* _Assigned task_:
Below are the records; copy each line in which "index" can be found.

Stored items:
——————————
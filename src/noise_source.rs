//! Point-query contract shared by every noise generator.

use noise::{NoiseFn, Perlin};

/// A continuous 2D noise field that can be sampled at any point.
pub trait NoiseSource {
    /// Noise value at `(x, y)`. Repeated queries at the same point return
    /// the same value.
    fn value_at(&self, x: f64, y: f64) -> f64;
}

impl NoiseSource for Perlin {
    fn value_at(&self, x: f64, y: f64) -> f64 {
        self.get([x, y])
    }
}

impl<N: NoiseSource + ?Sized> NoiseSource for &N {
    fn value_at(&self, x: f64, y: f64) -> f64 {
        (**self).value_at(x, y)
    }
}

impl<N: NoiseSource + ?Sized> NoiseSource for Box<N> {
    fn value_at(&self, x: f64, y: f64) -> f64 {
        (**self).value_at(x, y)
    }
}
/// A square 2D grid of cells, stored row by row.
#[derive(Clone, Debug)]
pub struct Grid<T> {
    size: usize,
    data: Vec<T>,
}

impl<T: Clone + Default> Grid<T> {
    pub fn new(size: usize) -> Self {
        Self {
            size,
            data: vec![T::default(); size * size],
        }
    }
}

impl<T: Clone> Grid<T> {
    pub fn new_with(size: usize, value: T) -> Self {
        Self {
            size,
            data: vec![value; size * size],
        }
    }

    /// Width and height of the grid.
    pub fn size(&self) -> usize {
        self.size
    }

    /// Total number of cells.
    pub fn num_points(&self) -> usize {
        self.data.len()
    }

    fn index(&self, x: usize, y: usize) -> usize {
        debug_assert!(x < self.size && y < self.size, "({x}, {y}) outside {0}x{0} grid", self.size);
        y * self.size + x
    }

    pub fn get(&self, x: usize, y: usize) -> &T {
        &self.data[self.index(x, y)]
    }

    pub fn get_mut(&mut self, x: usize, y: usize) -> &mut T {
        let idx = self.index(x, y);
        &mut self.data[idx]
    }

    pub fn set(&mut self, x: usize, y: usize, value: T) {
        let idx = self.index(x, y);
        self.data[idx] = value;
    }

    /// Fill the entire grid with a value.
    pub fn fill(&mut self, value: T) {
        self.data.fill(value);
    }

    /// The four direct neighbours of a cell (left, right, down, up).
    /// Both axes wrap, so the grid behaves as a torus and every cell has
    /// exactly four neighbours.
    pub fn neighbors_wrapped(&self, x: usize, y: usize) -> [(usize, usize); 4] {
        let n = self.size;
        [
            ((x + n - 1) % n, y),
            ((x + 1) % n, y),
            (x, (y + 1) % n),
            (x, (y + n - 1) % n),
        ]
    }

    /// Iterate over all cells with their coordinates, row by row.
    pub fn iter(&self) -> impl Iterator<Item = (usize, usize, &T)> {
        let size = self.size;
        self.data.iter().enumerate().map(move |(idx, val)| {
            let x = idx % size;
            let y = idx / size;
            (x, y, val)
        })
    }

    /// Iterate mutably over all cells with their coordinates.
    pub fn iter_mut(&mut self) -> impl Iterator<Item = (usize, usize, &mut T)> {
        let size = self.size;
        self.data.iter_mut().enumerate().map(move |(idx, val)| {
            let x = idx % size;
            let y = idx / size;
            (x, y, val)
        })
    }

    /// Visit every cell in iteration order.
    pub fn for_each<F>(&self, mut f: F)
    where
        F: FnMut(usize, usize, &T),
    {
        for (x, y, value) in self.iter() {
            f(x, y, value);
        }
    }
}

impl Grid<f64> {
    /// Smallest and largest cell values, or `None` for an empty grid.
    pub fn min_max(&self) -> Option<(f64, f64)> {
        let mut values = self.data.iter().copied();
        let first = values.next()?;
        Some(values.fold((first, first), |(lo, hi), v| (lo.min(v), hi.max(v))))
    }

    /// Linearly rescale every cell so the current minimum maps to `min` and
    /// the current maximum maps to `max`. A constant grid is left unchanged.
    pub fn normalize(&mut self, min: f64, max: f64) {
        let Some((lo, hi)) = self.min_max() else {
            return;
        };

        let range = hi - lo;
        if range == 0.0 {
            return;
        }

        let scale = (max - min) / range;
        for value in self.data.iter_mut() {
            *value = if *value == hi {
                max
            } else {
                min + (*value - lo) * scale
            };
        }
    }
}

#[cfg(test)]
mod tests {
    use super::*;

    #[test]
    fn test_get_set_roundtrip() {
        let mut grid = Grid::new_with(4, 0.0f64);
        grid.set(3, 1, 2.5);

        assert_eq!(*grid.get(3, 1), 2.5);
        assert_eq!(*grid.get(1, 3), 0.0);
        assert_eq!(grid.num_points(), 16);
    }

    #[test]
    fn test_iter_is_row_major_and_complete() {
        let grid: Grid<i32> = Grid::new(3);
        let coords: Vec<(usize, usize)> = grid.iter().map(|(x, y, _)| (x, y)).collect();

        assert_eq!(coords.len(), 9);
        assert_eq!(coords[0], (0, 0));
        assert_eq!(coords[1], (1, 0));
        assert_eq!(coords[3], (0, 1));
        assert_eq!(coords[8], (2, 2));
    }

    #[test]
    fn test_neighbors_wrap_on_both_axes() {
        let grid: Grid<u8> = Grid::new(5);
        let corner = grid.neighbors_wrapped(0, 0);

        assert!(corner.contains(&(4, 0)));
        assert!(corner.contains(&(1, 0)));
        assert!(corner.contains(&(0, 1)));
        assert!(corner.contains(&(0, 4)));

        let far = grid.neighbors_wrapped(4, 4);
        assert!(far.contains(&(0, 4)));
        assert!(far.contains(&(4, 0)));
    }

    #[test]
    fn test_normalize_hits_bounds() {
        let mut grid = Grid::new_with(3, 0.0f64);
        for (i, (_, _, v)) in grid.iter_mut().enumerate() {
            *v = i as f64 * 3.7 - 10.0;
        }

        grid.normalize(0.0, 1.0);
        let (lo, hi) = grid.min_max().unwrap();
        assert_eq!(lo, 0.0);
        assert_eq!(hi, 1.0);
    }

    #[test]
    fn test_normalize_sub_range() {
        let mut grid = Grid::new_with(2, 5.0f64);
        grid.set(0, 0, -5.0);

        grid.normalize(0.3, 1.0);
        assert_eq!(*grid.get(0, 0), 0.3);
        assert_eq!(*grid.get(1, 1), 1.0);
    }

    #[test]
    fn test_normalize_constant_grid_is_unchanged() {
        let mut grid = Grid::new_with(4, 0.42f64);
        grid.normalize(0.0, 1.0);

        assert!(grid.iter().all(|(_, _, &v)| v == 0.42));
    }
}
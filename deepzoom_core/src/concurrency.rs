//! Worker ceilings for pyramid rendering
//!
//! A pyramid job has two kinds of work: rendering a whole level raster (pure CPU) and cutting,
//! encoding and writing a single tile (CPU plus disk). Both share one ceiling at runtime, and
//! the default for that ceiling is derived from the machine.
//!
//! # Usage
//!
//! ```
//! use deepzoom_core::ConcurrencyLimits;
//!
//! let limits = ConcurrencyLimits::default();
//! assert_eq!(limits.cpu_bound, ConcurrencyLimits::cpu_count());
//!
//! // an explicit request wins, zero is lifted to one
//! assert_eq!(limits.thread_limit(Some(0)), 1);
//! assert_eq!(limits.thread_limit(Some(3)), 3);
//! ```

/// Concurrency limits of a pyramid job.
#[derive(Debug, Clone, Copy, PartialEq, Eq)]
pub struct ConcurrencyLimits {
	/// Limit for pure computation, such as resizing a level raster.
	pub cpu_bound: usize,
}

impl ConcurrencyLimits {
	/// Create concurrency limits with a custom value. Zero is lifted to one.
	pub fn new(cpu_bound: usize) -> Self {
		Self {
			cpu_bound: cpu_bound.max(1),
		}
	}

	/// Get the number of logical CPUs available
	pub fn cpu_count() -> usize {
		num_cpus::get()
	}

	/// The effective worker ceiling of a job.
	///
	/// Without an explicit request this is the CPU count, since level renders dominate the
	/// wall clock and tile jobs compete with them for the same cores.
	pub fn thread_limit(&self, requested: Option<usize>) -> usize {
		requested.unwrap_or(self.cpu_bound).max(1)
	}
}

impl Default for ConcurrencyLimits {
	/// 1x CPU count
	fn default() -> Self {
		Self::new(num_cpus::get())
	}
}
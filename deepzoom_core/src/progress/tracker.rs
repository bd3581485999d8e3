use crate::{EventBus, PyramidEvent, TileCoord};
use std::sync::atomic::{AtomicU64, Ordering};

/// Counts finished tile jobs of one pyramid job and publishes every outcome.
///
/// Failed tiles count as finished, so the tracker reaches its total once every tile job has
/// ended, whatever the outcome.
#[derive(Debug)]
pub struct ProgressTracker {
	total: u64,
	completed: AtomicU64,
	failed: AtomicU64,
	events: EventBus,
}

impl ProgressTracker {
	pub fn new(total: u64, events: EventBus) -> Self {
		Self {
			total,
			completed: AtomicU64::new(0),
			failed: AtomicU64::new(0),
			events,
		}
	}

	/// Record a written tile. Returns the number of finished tile jobs.
	pub fn tile_written(&self, coord: TileCoord) -> u64 {
		let completed = self.completed.fetch_add(1, Ordering::AcqRel) + 1;
		self.events.emit(PyramidEvent::TileComplete {
			coord,
			completed,
			total: self.total,
		});
		completed
	}

	/// Record a tile that could not be written.
	pub fn tile_failed(&self, coord: TileCoord, message: String) -> u64 {
		self.failed.fetch_add(1, Ordering::AcqRel);
		let completed = self.completed.fetch_add(1, Ordering::AcqRel) + 1;
		self.events.emit(PyramidEvent::TileFailed { coord, message });
		completed
	}

	pub fn total(&self) -> u64 {
		self.total
	}

	pub fn completed(&self) -> u64 {
		self.completed.load(Ordering::Acquire)
	}

	pub fn failed(&self) -> u64 {
		self.failed.load(Ordering::Acquire)
	}

	/// Finished tile jobs in percent of the planned total.
	pub fn percent(&self) -> f64 {
		if self.total == 0 {
			return 100.0;
		}
		self.completed() as f64 * 100.0 / self.total as f64
	}
}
——————————
* _Response_:
    fn index(&self, x: usize, y: usize) -> usize {
        &self.data[self.index(x, y)]
        let idx = self.index(x, y);
        let idx = self.index(x, y);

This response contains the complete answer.